JavaFX graphics performance and suitability for advanced animations
Scott Palmer
swpalmer at gmail.com
Tue May 28 20:48:03 PDT 2013
I've converted a large Swing based app to JavaFX... but unfortunately not
without issues.
I also much prefer the JavaFX APIs + scene graph. But I am forced when
testing with JavaFX 8 to use the software pipeline, and with JavaFX 2.2.x
(the only option we can ship with this year) I must used the Java 2D
pipeline. This is due to major rendering glitches that make our
application entirely unusable with the accelerated pipeline (see RT-30591).
It's too bad that it took a full port to JavaFX before I discovered this,
as I doubt I will see a fix until JavaFX 8 and I must ship before that's
available. 7u40 is probably too far along for a fix to make it there,
though the vibe I get is that not much is considered for the JavaFX 2.2.x
branch these days anyway. (Has that changed since the delay of Java 8?)

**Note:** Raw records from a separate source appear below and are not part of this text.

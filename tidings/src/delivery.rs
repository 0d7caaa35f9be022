/// Delivery backend for the fan-out reporter
///
/// The backend is an optional capability: the reporting core receives an
/// `Option<Arc<dyn DeliveryBackend>>` and treats `None` as a normal,
/// recoverable state. `AppriseCli` is the concrete backend, driving the
/// `apprise` command line tool.
use crate::config::Format;
use async_trait::async_trait;
use std::{
    path::{Path, PathBuf},
    process::Stdio,
};
use tokio::process::Command;

const APPRISE_PROGRAM: &str = "apprise";

/// Body format understood by the delivery backend.
#[derive(Debug, Clone, Copy, PartialEq, Eq)]
pub enum NotifyFormat {
    Text,
    Markdown,
    Html,
}

impl NotifyFormat {
    pub fn as_str(&self) -> &'static str {
        match self {
            NotifyFormat::Text => "text",
            NotifyFormat::Markdown => "markdown",
            NotifyFormat::Html => "html",
        }
    }
}

impl From<Format> for NotifyFormat {
    fn from(format: Format) -> Self {
        match format {
            Format::Text => NotifyFormat::Text,
            Format::Markdown => NotifyFormat::Markdown,
            Format::Html => NotifyFormat::Html,
        }
    }
}

/// A registered notification destination.
#[derive(Debug, Clone, PartialEq, Eq)]
pub enum Target {
    /// A service URL such as `discord://webhook_id/token`.
    Url(String),
    /// A URL pointing at a configuration file listing more service URLs.
    Config(String),
}

#[derive(Debug, Clone, PartialEq, Eq)]
pub struct Notification {
    pub title: String,
    pub body: String,
    pub format: NotifyFormat,
}

/// Creates notification clients.
#[cfg_attr(test, mockall::automock)]
pub trait DeliveryBackend: Send + Sync {
    fn create_client(&self) -> Box<dyn NotifyClient>;
}

/// One notification session: collect targets, then send.
#[cfg_attr(test, mockall::automock)]
#[async_trait]
pub trait NotifyClient: Send + Sync {
    fn add(&mut self, target: Target);

    /// Sends to every registered target. `false` when delivery failed.
    async fn notify(&self, notification: &Notification) -> bool;
}

/// Backend driving the `apprise` executable.
#[derive(Debug, Clone)]
pub struct AppriseCli {
    program: PathBuf,
}

impl AppriseCli {
    pub fn new(program: impl Into<PathBuf>) -> Self {
        Self {
            program: program.into(),
        }
    }

    /// Locates the executable: `program` when it is a path, otherwise the
    /// named program (default `apprise`) is looked up on `PATH`.
    pub fn detect(program: Option<&Path>) -> Option<Self> {
        let program = program.unwrap_or(Path::new(APPRISE_PROGRAM));
        if program.components().count() > 1 {
            return program.is_file().then(|| Self::new(program));
        }

        let paths = std::env::var_os("PATH")?;
        std::env::split_paths(&paths)
            .map(|dir| dir.join(program))
            .find(|candidate| candidate.is_file())
            .map(Self::new)
    }
}

impl DeliveryBackend for AppriseCli {
    fn create_client(&self) -> Box<dyn NotifyClient> {
        Box::new(AppriseCliClient {
            program: self.program.clone(),
            targets: Vec::new(),
        })
    }
}

struct AppriseCliClient {
    program: PathBuf,
    targets: Vec<Target>,
}

impl AppriseCliClient {
    fn command(&self, notification: &Notification) -> Command {
        let mut command = Command::new(&self.program);
        command
            .arg("--title")
            .arg(&notification.title)
            .arg("--body")
            .arg(&notification.body)
            .arg("--input-format")
            .arg(notification.format.as_str());
        for target in &self.targets {
            if let Target::Config(url) = target {
                command.arg("--config").arg(url);
            }
        }
        for target in &self.targets {
            if let Target::Url(url) = target {
                command.arg(url);
            }
        }
        command
            .stdin(Stdio::null())
            .stdout(Stdio::null())
            .stderr(Stdio::piped());
        command
    }
}

#[async_trait]
impl NotifyClient for AppriseCliClient {
    fn add(&mut self, target: Target) {
        self.targets.push(target);
    }

    async fn notify(&self, notification: &Notification) -> bool {
        match self.command(notification).output().await {
            Ok(output) if output.status.success() => true,
            Ok(output) => {
                tracing::warn!(
                    "{} exited with {}: {}",
                    self.program.display(),
                    output.status,
                    String::from_utf8_lossy(&output.stderr).trim()
                );
                false
            }
            Err(e) => {
                tracing::warn!("Failed to run {}: {}", self.program.display(), e);
                false
            }
        }
    }
}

I hold out hope, but JavaFX still has a lot of issues. I've filed multiple
bugs about inconsistent layouts, glitchy rendering, etc. I wish fluff like
3D and a new look and feel could have been put off and more time spent
getting what we have with JavaFX 2.2 cleaned up. As this thread says "I
don't expect somebody to write Halo 5 with it.", so what was the point of
the 3D stuff? Even "...allowing you to go directly down to OpenGL." makes a
lot more sense for people that need 3D, yet still... How many desktops
apps need that vs a working combobox or menus (RT-28903, RT-30280)?
Rendering performance, while quite poor in some specific cases (e.g.
transformed Group with Paths in a ScrollPane is 100 times slower than
without a transform RT-25166), is still the least of my worries at this
point. JavaFX doesn't behave correctly yet... keep performance in mind,
but focus on it when you get things working.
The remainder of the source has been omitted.